Table Fields

Core Table Fields

This section describes the common table fields. Generally, the pk field is an integer primary key that is to be automaticaly generated (i.e. autoincrement in RDBMS). The field secondary_id is an identifier assigned by the “data owner” (e.g., the collaboration partner). This identifier has to be unique within a given project but can be ambiguous globally.

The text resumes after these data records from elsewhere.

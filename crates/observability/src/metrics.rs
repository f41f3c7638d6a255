//! Counters emitted by the signup reconciler.
//!
//! The sink is an injected capability: constructed once by the process and
//! shared by every component that records counters.

use std::collections::HashMap;
use std::sync::{Arc, Mutex};

/// A counter the reconciler can bump.
#[derive(Debug, Copy, Clone, PartialEq, Eq, Hash)]
pub enum Metric {
    /// First time a signup received a state label.
    SignupUniqueTotal,
    SignupApprovedTotal,
    /// Only counted when the signup was previously approved.
    SignupDeactivatedTotal,
    SignupBannedTotal,
    /// Users that have been activated `activations` times, by email domain.
    UsersPerActivation { activations: u32 },
    /// Provisioned user accounts, by email domain.
    UserAccounts,
}

impl Metric {
    pub fn name(&self) -> &'static str {
        match self {
            Metric::SignupUniqueTotal => "onboard_signups_unique_total",
            Metric::SignupApprovedTotal => "onboard_signups_approved_total",
            Metric::SignupDeactivatedTotal => "onboard_signups_deactivated_total",
            Metric::SignupBannedTotal => "onboard_signups_banned_total",
            Metric::UsersPerActivation { .. } => "onboard_users_per_activation_and_domain",
            Metric::UserAccounts => "onboard_user_accounts_by_domain",
        }
    }
}

/// Destination for counter increments.
pub trait MetricsSink: Send + Sync {
    /// `domain` is the email-domain bucket for counters that carry one.
    fn increment(&self, metric: Metric, domain: Option<&str>);
}

impl<T> MetricsSink for Arc<T>
where
    T: MetricsSink + ?Sized,
{
    fn increment(&self, metric: Metric, domain: Option<&str>) {
        (**self).increment(metric, domain)
    }
}

/// In-memory counters for tests/dev.
#[derive(Debug, Default)]
pub struct InMemoryMetrics {
    counters: Mutex<HashMap<(Metric, Option<String>), u64>>,
}

impl InMemoryMetrics {
    pub fn new() -> Self {
        Self::default()
    }

    /// Current value of a counter; `0` if it was never incremented.
    pub fn get(&self, metric: Metric, domain: Option<&str>) -> u64 {
        let Ok(counters) = self.counters.lock() else {
            return 0;
        };
        counters
            .get(&(metric, domain.map(str::to_string)))
            .copied()
            .unwrap_or(0)
    }

    /// Sum over every domain bucket.
    pub fn total(&self, metric: Metric) -> u64 {
        let Ok(counters) = self.counters.lock() else {
            return 0;
        };
        counters
            .iter()
            .filter(|((m, _), _)| *m == metric)
            .map(|(_, v)| v)
            .sum()
    }
}

impl MetricsSink for InMemoryMetrics {
    fn increment(&self, metric: Metric, domain: Option<&str>) {
        if let Ok(mut counters) = self.counters.lock() {
            *counters
                .entry((metric, domain.map(str::to_string)))
                .or_default() += 1;
        }
    }
}

/// Emits every increment as a debug event.
#[derive(Debug, Default, Clone, Copy)]
pub struct TracingMetrics;

impl MetricsSink for TracingMetrics {
    fn increment(&self, metric: Metric, domain: Option<&str>) {
        match metric {
            Metric::UsersPerActivation { activations } => {
                tracing::debug!(metric = metric.name(), activations, domain, "counter incremented")
            }
            _ => tracing::debug!(metric = metric.name(), domain, "counter incremented"),
        }
    }
}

A possible best practice is to enforce the secondary_id to only consist of alphanumeric characters and underscores. Then, they should be constructed as (none of the <Field> values should contain a hyphen itself):

<BioEntity>-<BioSample>-<TestSample>-<NGSLibrary>

(of course only up to “BioSample” for BioSamples etc.).

Examples are:

  • BioEntity secondary ids: 2355, BIH-234
  • BioSample secondary ids:
    • 2355-B1 (first blood sample from patient 2355)
    • BIH_234-N1 (first normal sample from patient BIH-234)
    • BIH_234-T2 (second tumor sample from patient BIH-234)
  • TestSample secondary ids:
    • 2355-B1-DNA1 (first DNA extraction from first blood sample)
    • BIH_234-T1-RNA1 (first RNA extraction from first tumor sample)
    • BIH_234-T2-DNA2 (second DNA extraction from second tumor sample)

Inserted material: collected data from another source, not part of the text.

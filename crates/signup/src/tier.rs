//! Tier descriptors and social events. Read-only to the reconciler.

use serde::{Deserialize, Serialize};

use onboard_core::{ObjectMeta, Resource};

#[derive(Debug, Clone, PartialEq, Eq, Serialize, Deserialize)]
pub struct UserTier {
    pub metadata: ObjectMeta,
    /// Days before an account on this tier is deactivated; `0` disables it.
    #[serde(default)]
    pub deactivation_timeout_days: u32,
}

impl Resource for UserTier {
    const KIND: &'static str = "UserTier";

    fn meta(&self) -> &ObjectMeta {
        &self.metadata
    }

    fn meta_mut(&mut self) -> &mut ObjectMeta {
        &mut self.metadata
    }
}

impl UserTier {
    pub fn new(name: impl Into<String>, deactivation_timeout_days: u32) -> Self {
        Self {
            metadata: ObjectMeta::new(name),
            deactivation_timeout_days,
        }
    }
}

#[derive(Debug, Clone, PartialEq, Eq, Serialize, Deserialize)]
pub struct WorkspaceTier {
    pub metadata: ObjectMeta,
}

impl Resource for WorkspaceTier {
    const KIND: &'static str = "WorkspaceTier";

    fn meta(&self) -> &ObjectMeta {
        &self.metadata
    }

    fn meta_mut(&mut self) -> &mut ObjectMeta {
        &mut self.metadata
    }
}

impl WorkspaceTier {
    pub fn new(name: impl Into<String>) -> Self {
        Self {
            metadata: ObjectMeta::new(name),
        }
    }
}

#[derive(Debug, Clone, PartialEq, Eq, Default, Serialize, Deserialize)]
pub struct SocialEventSpec {
    pub user_tier: String,
    pub workspace_tier: String,
    /// Preferred cluster for attendees, if the event pins one.
    #[serde(default)]
    pub target_cluster: Option<String>,
}

/// An event whose attendees get overridden tiers (and maybe a pinned cluster).
#[derive(Debug, Clone, PartialEq, Eq, Serialize, Deserialize)]
pub struct SocialEvent {
    pub metadata: ObjectMeta,
    pub spec: SocialEventSpec,
}

impl Resource for SocialEvent {
    const KIND: &'static str = "SocialEvent";

    fn meta(&self) -> &ObjectMeta {
        &self.metadata
    }

    fn meta_mut(&mut self) -> &mut ObjectMeta {
        &mut self.metadata
    }
}

impl SocialEvent {
    pub fn new(name: impl Into<String>, spec: SocialEventSpec) -> Self {
        Self {
            metadata: ObjectMeta::new(name),
            spec,
        }
    }
}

Generally, the following are “core fields”.

BioEntity

  • pk: integer
  • secondary_id: string

BioSample

  • pk: integer
  • bio_entity: fk to BioEntity.pk
  • secondary_id: string

TestSample

  • pk: integer
  • bio_sample: fk to BioSample.pk
  • secondary_id: string

NGSLibrary

  • pk: integer
  • test_sample: fk to TestSample.pk
  • secondary_id: string

FlowCell

  • pk: integer
  • machine_name: string
  • flowcell_name: string

NGSLibraryOnFlowCell

  • pk: integer
  • ngs_library: fk to NGSLibrary.pk
  • flowcell: fk to FlowCell
  • lane: int

Common Table Fields

For many major use cases, the following table fields are useful additions to get a list of “common fields”.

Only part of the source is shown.